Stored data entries
======
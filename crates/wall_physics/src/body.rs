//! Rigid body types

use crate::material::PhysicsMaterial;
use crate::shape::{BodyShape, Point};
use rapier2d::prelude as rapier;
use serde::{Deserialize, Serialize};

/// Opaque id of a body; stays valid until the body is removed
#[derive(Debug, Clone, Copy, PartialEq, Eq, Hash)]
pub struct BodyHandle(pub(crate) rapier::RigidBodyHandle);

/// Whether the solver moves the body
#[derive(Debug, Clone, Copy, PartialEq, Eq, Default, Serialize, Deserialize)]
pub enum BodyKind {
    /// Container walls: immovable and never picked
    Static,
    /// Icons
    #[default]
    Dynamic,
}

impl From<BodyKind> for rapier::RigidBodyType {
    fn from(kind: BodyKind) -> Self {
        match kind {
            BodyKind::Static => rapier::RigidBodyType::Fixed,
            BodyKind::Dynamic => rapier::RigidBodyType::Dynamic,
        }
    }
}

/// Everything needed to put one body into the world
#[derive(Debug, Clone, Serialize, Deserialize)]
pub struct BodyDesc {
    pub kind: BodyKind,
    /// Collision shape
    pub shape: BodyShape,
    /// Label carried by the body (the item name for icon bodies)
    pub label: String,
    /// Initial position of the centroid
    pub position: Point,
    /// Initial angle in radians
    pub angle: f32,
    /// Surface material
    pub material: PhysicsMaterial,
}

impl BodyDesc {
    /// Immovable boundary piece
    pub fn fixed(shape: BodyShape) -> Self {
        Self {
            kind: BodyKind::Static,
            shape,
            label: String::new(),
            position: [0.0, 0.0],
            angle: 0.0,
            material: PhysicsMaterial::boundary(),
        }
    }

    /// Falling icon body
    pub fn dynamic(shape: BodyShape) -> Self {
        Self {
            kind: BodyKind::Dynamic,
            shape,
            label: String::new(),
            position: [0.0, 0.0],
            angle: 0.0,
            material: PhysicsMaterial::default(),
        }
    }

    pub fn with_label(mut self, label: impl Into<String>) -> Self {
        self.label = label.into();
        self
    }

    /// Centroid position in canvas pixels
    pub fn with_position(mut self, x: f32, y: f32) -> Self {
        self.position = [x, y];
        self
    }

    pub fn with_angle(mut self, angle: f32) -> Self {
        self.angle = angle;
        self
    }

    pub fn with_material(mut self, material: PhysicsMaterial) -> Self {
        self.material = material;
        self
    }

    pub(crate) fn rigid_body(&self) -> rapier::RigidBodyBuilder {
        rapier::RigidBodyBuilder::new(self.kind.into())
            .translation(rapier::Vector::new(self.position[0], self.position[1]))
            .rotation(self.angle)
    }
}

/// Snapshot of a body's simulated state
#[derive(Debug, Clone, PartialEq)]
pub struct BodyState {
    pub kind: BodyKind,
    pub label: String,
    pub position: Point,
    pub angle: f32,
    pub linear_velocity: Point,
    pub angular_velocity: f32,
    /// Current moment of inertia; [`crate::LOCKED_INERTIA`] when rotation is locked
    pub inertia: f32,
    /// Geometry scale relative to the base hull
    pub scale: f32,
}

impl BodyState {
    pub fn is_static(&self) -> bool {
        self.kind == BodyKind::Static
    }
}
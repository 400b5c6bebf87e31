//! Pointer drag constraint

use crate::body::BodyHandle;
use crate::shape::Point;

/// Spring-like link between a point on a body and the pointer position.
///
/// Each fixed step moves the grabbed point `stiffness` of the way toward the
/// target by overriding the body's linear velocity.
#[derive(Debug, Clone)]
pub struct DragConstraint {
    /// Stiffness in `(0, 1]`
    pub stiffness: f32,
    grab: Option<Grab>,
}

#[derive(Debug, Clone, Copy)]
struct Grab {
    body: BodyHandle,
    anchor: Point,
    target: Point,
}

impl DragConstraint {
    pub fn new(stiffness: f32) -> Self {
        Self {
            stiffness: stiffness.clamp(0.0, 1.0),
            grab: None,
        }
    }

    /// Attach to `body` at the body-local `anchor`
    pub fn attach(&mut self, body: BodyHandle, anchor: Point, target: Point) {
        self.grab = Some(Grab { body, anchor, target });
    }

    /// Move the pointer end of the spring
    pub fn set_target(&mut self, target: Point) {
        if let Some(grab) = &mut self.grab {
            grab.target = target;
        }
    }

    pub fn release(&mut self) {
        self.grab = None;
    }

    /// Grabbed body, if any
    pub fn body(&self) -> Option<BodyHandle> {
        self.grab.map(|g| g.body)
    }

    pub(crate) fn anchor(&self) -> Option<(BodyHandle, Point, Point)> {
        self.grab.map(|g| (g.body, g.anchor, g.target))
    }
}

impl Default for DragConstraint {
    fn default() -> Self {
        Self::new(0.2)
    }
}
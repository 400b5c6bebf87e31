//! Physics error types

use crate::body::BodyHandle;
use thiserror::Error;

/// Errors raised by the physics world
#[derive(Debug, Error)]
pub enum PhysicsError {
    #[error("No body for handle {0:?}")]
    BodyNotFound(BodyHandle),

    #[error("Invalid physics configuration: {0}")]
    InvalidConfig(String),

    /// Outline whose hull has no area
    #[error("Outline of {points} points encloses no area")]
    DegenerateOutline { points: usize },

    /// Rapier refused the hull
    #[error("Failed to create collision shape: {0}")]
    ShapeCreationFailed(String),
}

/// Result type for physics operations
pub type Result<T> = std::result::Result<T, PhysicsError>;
======
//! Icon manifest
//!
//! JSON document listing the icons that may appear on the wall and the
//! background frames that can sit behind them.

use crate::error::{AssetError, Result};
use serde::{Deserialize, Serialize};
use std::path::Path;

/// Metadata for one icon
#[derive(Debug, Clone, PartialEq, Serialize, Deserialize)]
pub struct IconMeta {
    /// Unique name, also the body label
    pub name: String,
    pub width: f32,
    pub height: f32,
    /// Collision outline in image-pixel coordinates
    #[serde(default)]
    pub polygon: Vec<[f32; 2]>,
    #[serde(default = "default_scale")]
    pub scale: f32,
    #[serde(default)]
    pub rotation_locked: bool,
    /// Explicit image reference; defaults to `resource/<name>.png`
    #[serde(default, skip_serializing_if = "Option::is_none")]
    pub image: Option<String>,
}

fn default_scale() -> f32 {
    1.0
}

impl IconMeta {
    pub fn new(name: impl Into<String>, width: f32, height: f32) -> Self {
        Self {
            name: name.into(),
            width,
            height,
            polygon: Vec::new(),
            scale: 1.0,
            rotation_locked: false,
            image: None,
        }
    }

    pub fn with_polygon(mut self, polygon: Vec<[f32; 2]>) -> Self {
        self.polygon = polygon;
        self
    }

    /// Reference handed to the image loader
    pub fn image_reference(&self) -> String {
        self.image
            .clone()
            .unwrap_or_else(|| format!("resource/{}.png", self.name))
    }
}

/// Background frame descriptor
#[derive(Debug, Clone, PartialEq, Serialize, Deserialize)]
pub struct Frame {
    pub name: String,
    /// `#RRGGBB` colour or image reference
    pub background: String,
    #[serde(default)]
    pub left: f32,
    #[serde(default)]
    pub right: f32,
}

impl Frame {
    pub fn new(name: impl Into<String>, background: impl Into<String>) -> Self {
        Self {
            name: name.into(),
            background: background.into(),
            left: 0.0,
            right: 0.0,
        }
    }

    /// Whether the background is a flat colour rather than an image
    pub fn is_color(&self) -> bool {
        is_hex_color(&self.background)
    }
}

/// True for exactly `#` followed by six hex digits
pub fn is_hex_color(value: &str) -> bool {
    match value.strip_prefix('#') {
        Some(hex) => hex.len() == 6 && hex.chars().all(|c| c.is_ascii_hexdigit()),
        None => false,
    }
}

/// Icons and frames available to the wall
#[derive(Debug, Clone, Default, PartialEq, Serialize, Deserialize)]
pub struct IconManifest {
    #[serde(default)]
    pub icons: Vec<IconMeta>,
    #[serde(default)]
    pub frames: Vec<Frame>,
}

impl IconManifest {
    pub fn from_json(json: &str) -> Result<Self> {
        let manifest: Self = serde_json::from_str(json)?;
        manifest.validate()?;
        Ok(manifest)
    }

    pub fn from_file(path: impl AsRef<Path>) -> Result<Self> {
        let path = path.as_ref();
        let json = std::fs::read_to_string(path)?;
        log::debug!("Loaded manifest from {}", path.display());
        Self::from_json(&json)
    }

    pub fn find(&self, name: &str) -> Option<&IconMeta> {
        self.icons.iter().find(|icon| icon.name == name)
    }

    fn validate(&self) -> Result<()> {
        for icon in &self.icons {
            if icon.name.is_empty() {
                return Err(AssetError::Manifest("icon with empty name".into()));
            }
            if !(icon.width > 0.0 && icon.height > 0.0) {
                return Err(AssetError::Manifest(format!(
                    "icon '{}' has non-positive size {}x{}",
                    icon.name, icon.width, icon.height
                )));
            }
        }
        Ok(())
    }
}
======
From the data above, reproduce word for word the lines running from the line with "filename crates/wall_physics/src/body.rs" to the line with "moves the body", ends included.

filename crates/wall_physics/src/body.rs
//! Rigid body types

use crate::material::PhysicsMaterial;
use crate::shape::{BodyShape, Point};
use rapier2d::prelude as rapier;
use serde::{Deserialize, Serialize};

/// Opaque id of a body; stays valid until the body is removed
#[derive(Debug, Clone, Copy, PartialEq, Eq, Hash)]
pub struct BodyHandle(pub(crate) rapier::RigidBodyHandle);

/// Whether the solver moves the body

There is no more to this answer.